Top of RECORDS SUPPLIED

//! Shared harness for the system call scenarios.
//!
//! Provides an in-memory filesystem, a console that records what the program
//! prints, a process manager that records what it is asked to do, and the
//! [`syscall!`] macro that traps into a [`Process`] the way the entry stub
//! does.
#![allow(dead_code)]

use std::{
    collections::BTreeMap,
    ffi::CStr,
    sync::{
        Arc,
        atomic::{AtomicIsize, AtomicU32, AtomicUsize, Ordering},
    },
};

use kernel::{
    KernelError,
    addressing::{PAGE_SIZE, Va},
    fs::{self, FILESYS_LOCK, FileSystem, InodeNumber, RegularFile},
    sync::SpinLock,
    syscall::Registers,
    task::{Continuation, Task},
    teletype::{Console, Teletype},
};
use userprog::{
    Lifecycle, Pid, Process, ProcessBuilder, lazy_pager::LazyPager, mm_struct::MmStruct,
};

/// Top of the user stack.
pub const USER_STACK: usize = 0x4748_0000;
/// Number of writable stack pages mapped below [`USER_STACK`].
pub const STACK_PAGES: usize = 4;
/// Start of the read-only code page.
pub const CODE: usize = 0x40_0000;
/// A user buffer in the stack area, far from the strings the tests place.
pub const BUF: usize = USER_STACK - 2 * PAGE_SIZE;
/// Where the tests place path strings.
pub const PATH: usize = USER_STACK - PAGE_SIZE;

/// Counts a filesystem call that ran without the filesystem lock held.
fn expect_locked(unlocked: &AtomicUsize) {
    if !FILESYS_LOCK.is_locked() {
        unlocked.fetch_add(1, Ordering::SeqCst);
    }
}

/// An inode of [`RamFs`].
pub struct Inode {
    ino: InodeNumber,
    data: SpinLock<Vec<u8>>,
    denials: AtomicIsize,
    handles: AtomicUsize,
    unlocked: Arc<AtomicUsize>,
}

impl Inode {
    /// Snapshot of the contents.
    pub fn contents(&self) -> Vec<u8> {
        let guard = self.data.lock();
        let v = guard.to_vec();
        guard.unlock();
        v
    }

    /// Number of outstanding write denials.
    pub fn denials(&self) -> isize {
        self.denials.load(Ordering::SeqCst)
    }

    /// Number of open handles to the inode.
    pub fn handles(&self) -> usize {
        self.handles.load(Ordering::SeqCst)
    }
}

/// An open handle to an [`Inode`].
struct RamFile(Arc<Inode>);

impl Drop for RamFile {
    fn drop(&mut self) {
        expect_locked(&self.0.unlocked);
        self.0.handles.fetch_sub(1, Ordering::SeqCst);
    }
}

impl fs::traits::RegularFile for RamFile {
    fn ino(&self) -> InodeNumber {
        self.0.ino
    }

    fn size(&self) -> usize {
        let guard = self.0.data.lock();
        let len = guard.len();
        guard.unlock();
        len
    }

    fn read(&self, position: usize, buf: &mut [u8]) -> Result<usize, KernelError> {
        expect_locked(&self.0.unlocked);
        let guard = self.0.data.lock();
        let n = guard.len().saturating_sub(position).min(buf.len());
        if n != 0 {
            buf[..n].copy_from_slice(&guard[position..position + n]);
        }
        guard.unlock();
        Ok(n)
    }

    fn write(&self, position: usize, buf: &[u8]) -> Result<usize, KernelError> {
        expect_locked(&self.0.unlocked);
        if self.0.denials() > 0 {
            return Ok(0);
        }
        let mut guard = self.0.data.lock();
        if guard.len() < position + buf.len() {
            guard.resize(position + buf.len(), 0);
        }
        guard[position..position + buf.len()].copy_from_slice(buf);
        guard.unlock();
        Ok(buf.len())
    }

    fn deny_write(&self) {
        self.0.denials.fetch_add(1, Ordering::SeqCst);
    }

    fn allow_write(&self) {
        self.0.denials.fetch_sub(1, Ordering::SeqCst);
    }
}

/// A flat in-memory filesystem.
#[derive(Clone, Default)]
pub struct RamFs {
    files: Arc<SpinLock<BTreeMap<String, Arc<Inode>>>>,
    next_ino: Arc<AtomicU32>,
    unlocked: Arc<AtomicUsize>,
}

impl RamFs {
    /// Adds a file directly, bypassing the system call path.
    pub fn insert(&self, name: &str, contents: &[u8]) -> Arc<Inode> {
        let inode = Arc::new(Inode {
            ino: InodeNumber(self.next_ino.fetch_add(1, Ordering::SeqCst) + 1),
            data: SpinLock::new(contents.to_vec()),
            denials: AtomicIsize::new(0),
            handles: AtomicUsize::new(0),
            unlocked: self.unlocked.clone(),
        });
        let mut guard = self.files.lock();
        guard.insert(name.to_string(), inode.clone());
        guard.unlock();
        inode
    }

    /// Number of calls into this filesystem, or into a file opened from it,
    /// that ran without the filesystem lock. Closing the last handle to a
    /// file counts as a call.
    pub fn unlocked_calls(&self) -> usize {
        self.unlocked.load(Ordering::SeqCst)
    }

    /// Looks up a file directly.
    pub fn get(&self, name: &str) -> Option<Arc<Inode>> {
        let guard = self.files.lock();
        let inode = guard.get(name).cloned();
        guard.unlock();
        inode
    }
}

impl fs::traits::FileSystem for RamFs {
    fn create(&self, name: &str, initial_size: usize) -> Result<(), KernelError> {
        expect_locked(&self.unlocked);
        if name.is_empty() {
            return Err(KernelError::InvalidArgument);
        }
        if self.get(name).is_some() {
            return Err(KernelError::FileExist);
        }
        self.insert(name, &vec![0; initial_size]);
        Ok(())
    }

    fn open(&self, name: &str) -> Result<RegularFile, KernelError> {
        expect_locked(&self.unlocked);
        let inode = self.get(name).ok_or(KernelError::NoSuchEntry)?;
        inode.handles.fetch_add(1, Ordering::SeqCst);
        Ok(RegularFile::new(RamFile(inode)))
    }

    fn remove(&self, name: &str) -> Result<(), KernelError> {
        expect_locked(&self.unlocked);
        let mut guard = self.files.lock();
        let removed = guard.remove(name);
        guard.unlock();
        removed.map(|_| ()).ok_or(KernelError::NoSuchEntry)
    }
}

/// A console that records output and serves preset input.
#[derive(Clone, Default)]
pub struct Capture {
    output: Arc<SpinLock<Vec<u8>>>,
    input: Arc<SpinLock<Vec<u8>>>,
}

impl Capture {
    /// Everything written so far.
    pub fn output(&self) -> String {
        let guard = self.output.lock();
        let s = String::from_utf8_lossy(&guard).into_owned();
        guard.unlock();
        s
    }

    /// Queues bytes for the program to read from standard input.
    pub fn feed(&self, data: &[u8]) {
        let mut guard = self.input.lock();
        guard.extend_from_slice(data);
        guard.unlock();
    }
}

impl Teletype for Capture {
    fn write(&mut self, data: &[u8]) -> Result<usize, KernelError> {
        let mut guard = self.output.lock();
        guard.extend_from_slice(data);
        guard.unlock();
        Ok(data.len())
    }

    fn read(&mut self, data: &mut [u8]) -> Result<usize, KernelError> {
        let mut guard = self.input.lock();
        let n = guard.len().min(data.len());
        data[..n].copy_from_slice(&guard[..n]);
        guard.drain(..n);
        guard.unlock();
        Ok(n)
    }
}

/// What the process manager was asked to do.
#[derive(Default)]
pub struct Record {
    pub forks: Vec<(String, Registers)>,
    pub children: Vec<Process<LazyPager>>,
    pub execs: Vec<String>,
    pub waits: Vec<(Pid, Pid)>,
    pub exits: Vec<(Pid, i32)>,
}

/// A process manager that records every request.
///
/// `fork` duplicates the parent, `exec` succeeds for commands starting with
/// `ok` and returns [`Recorder::EXEC_RIP`] as the new entry point, `wait`
/// returns the status set with [`Recorder::set_status`].
pub struct Recorder {
    pub record: SpinLock<Record>,
    statuses: SpinLock<BTreeMap<i32, i32>>,
    next_pid: AtomicU32,
}

impl Default for Recorder {
    fn default() -> Self {
        Self {
            record: SpinLock::new(Record::default()),
            statuses: SpinLock::new(BTreeMap::new()),
            next_pid: AtomicU32::new(0),
        }
    }
}

impl Recorder {
    pub const EXEC_RIP: usize = 0x40_1000;

    /// Makes `wait(pid)` return `status`.
    pub fn set_status(&self, pid: i32, status: i32) {
        let mut guard = self.statuses.lock();
        guard.insert(pid, status);
        guard.unlock();
    }

    /// Runs `f` on the record.
    pub fn with<R>(&self, f: impl FnOnce(&mut Record) -> R) -> R {
        let mut guard = self.record.lock();
        let r = f(&mut guard);
        guard.unlock();
        r
    }
}

impl Lifecycle<LazyPager> for Recorder {
    fn fork(
        &self,
        parent: &Process<LazyPager>,
        name: &str,
        frame: &Registers,
    ) -> Result<Pid, KernelError> {
        let pid = Pid(self.next_pid.fetch_add(1, Ordering::SeqCst) as i32 + 2);
        let child = parent.duplicate(pid, name)?;
        self.with(|r| {
            r.forks.push((name.to_string(), *frame));
            r.children.push(child);
        });
        Ok(pid)
    }

    fn exec(
        &self,
        _process: &mut Process<LazyPager>,
        cmdline: &CStr,
    ) -> Result<Registers, KernelError> {
        let cmdline = cmdline.to_string_lossy().into_owned();
        let ok = cmdline.starts_with("ok");
        self.with(|r| r.execs.push(cmdline));
        if !ok {
            return Err(KernelError::NoSuchEntry);
        }
        let mut frame = Registers::new();
        *frame.rip() = Self::EXEC_RIP;
        *frame.rsp() = USER_STACK;
        Ok(frame)
    }

    fn wait(&self, parent: Pid, child: Pid) -> Result<i32, KernelError> {
        self.with(|r| r.waits.push((parent, child)));
        let guard = self.statuses.lock();
        let status = guard.get(&child.0).copied();
        guard.unlock();
        status.ok_or(KernelError::NoChild)
    }

    fn exit(&self, pid: Pid, status: i32) {
        self.with(|r| r.exits.push((pid, status)));
    }
}

/// A process and its collaborators.
pub struct Harness {
    pub process: Process<LazyPager>,
    pub fs: RamFs,
    pub console: Capture,
    pub lifecycle: Arc<Recorder>,
}

/// Builds a process named `name` with a writable stack and a read-only code
/// page mapped.
pub fn setup(name: &str) -> Harness {
    let fs = RamFs::default();
    let console = Capture::default();
    let lifecycle = Arc::new(Recorder::default());

    let mut mm = MmStruct::<LazyPager>::new();
    mm.pager
        .map_anonymous(
            Va::new(USER_STACK - STACK_PAGES * PAGE_SIZE).unwrap(),
            STACK_PAGES,
            true,
        )
        .unwrap();
    mm.pager
        .map_anonymous(Va::new(CODE).unwrap(), 1, false)
        .unwrap();

    let process = ProcessBuilder::new(name, FileSystem::new(fs.clone()), lifecycle.clone())
        .pid(Pid(1))
        .console(Console::new(console.clone()))
        .mm_struct(mm)
        .build();
    Harness {
        process,
        fs,
        console,
        lifecycle,
    }
}

/// Writes `data` into user memory at `addr`, bypassing validation.
pub fn poke(process: &mut Process<LazyPager>, addr: usize, data: &[u8]) {
    for (i, b) in data.iter().enumerate() {
        let va = Va::new(addr + i).unwrap();
        process
            .mm_struct
            .get_user_page_and(va, true, |page, _| page.inner_mut()[va.offset()] = *b)
            .expect("poke into unmapped memory");
    }
}

/// Reads `len` bytes of user memory at `addr`, bypassing validation.
pub fn peek(process: &mut Process<LazyPager>, addr: usize, len: usize) -> Vec<u8> {
    (0..len)
        .map(|i| {
            let va = Va::new(addr + i).unwrap();
            process
                .mm_struct
                .get_user_page_and(va, false, |page, _| page.inner()[va.offset()])
                .expect("peek into unmapped memory")
        })
        .collect()
}

/// Places a NUL-terminated string at `addr` and returns `addr`.
pub fn cstr(process: &mut Process<LazyPager>, addr: usize, s: &str) -> usize {
    poke(process, addr, s.as_bytes());
    poke(process, addr + s.len(), &[0]);
    addr
}

/// The state of a thread after a trap.
pub struct Trap {
    pub continuation: Continuation,
    pub regs: Registers,
}

impl Trap {
    /// `%rax` as the program reads it.
    pub fn ret(&self) -> isize {
        self.regs.gprs.rax as isize
    }
}

/// Traps into `process` with `sysno` and `args`.
pub fn trap(process: &mut Process<LazyPager>, sysno: usize, args: &[usize]) -> Trap {
    let mut regs = Registers::new();
    regs.gprs.rax = sysno;
    let slots = [
        &mut regs.gprs.rdi,
        &mut regs.gprs.rsi,
        &mut regs.gprs.rdx,
        &mut regs.gprs.r10,
        &mut regs.gprs.r8,
        &mut regs.gprs.r9,
    ];
    for (slot, arg) in slots.into_iter().zip(args) {
        *slot = *arg;
    }
    *regs.rsp() = USER_STACK - 0x40;
    *regs.rip() = CODE + 0x10;
    let continuation = process.syscall(&mut regs);
    Trap { continuation, regs }
}

/// Traps into a process: `syscall!(process, SyscallNumber::Open, path)`.
macro_rules! syscall {
    ($process:expr, $no:expr $(, $arg:expr)* $(,)?) => {
        $crate::common::trap(&mut $process, $no as usize, &[$($arg as usize),*])
    };
}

Bottom of RECORDS SUPPLIED

### [ABOUT THIS EXERCISE]
Each line above that has the word "unwrap" must be copied.

### [EXERCISE RESPONSE]
            Va::new(USER_STACK - STACK_PAGES * PAGE_SIZE).unwrap(),
        .unwrap();
        .map_anonymous(Va::new(CODE).unwrap(), 1, false)
        .unwrap();
        let va = Va::new(addr + i).unwrap();
            let va = Va::new(addr + i).unwrap();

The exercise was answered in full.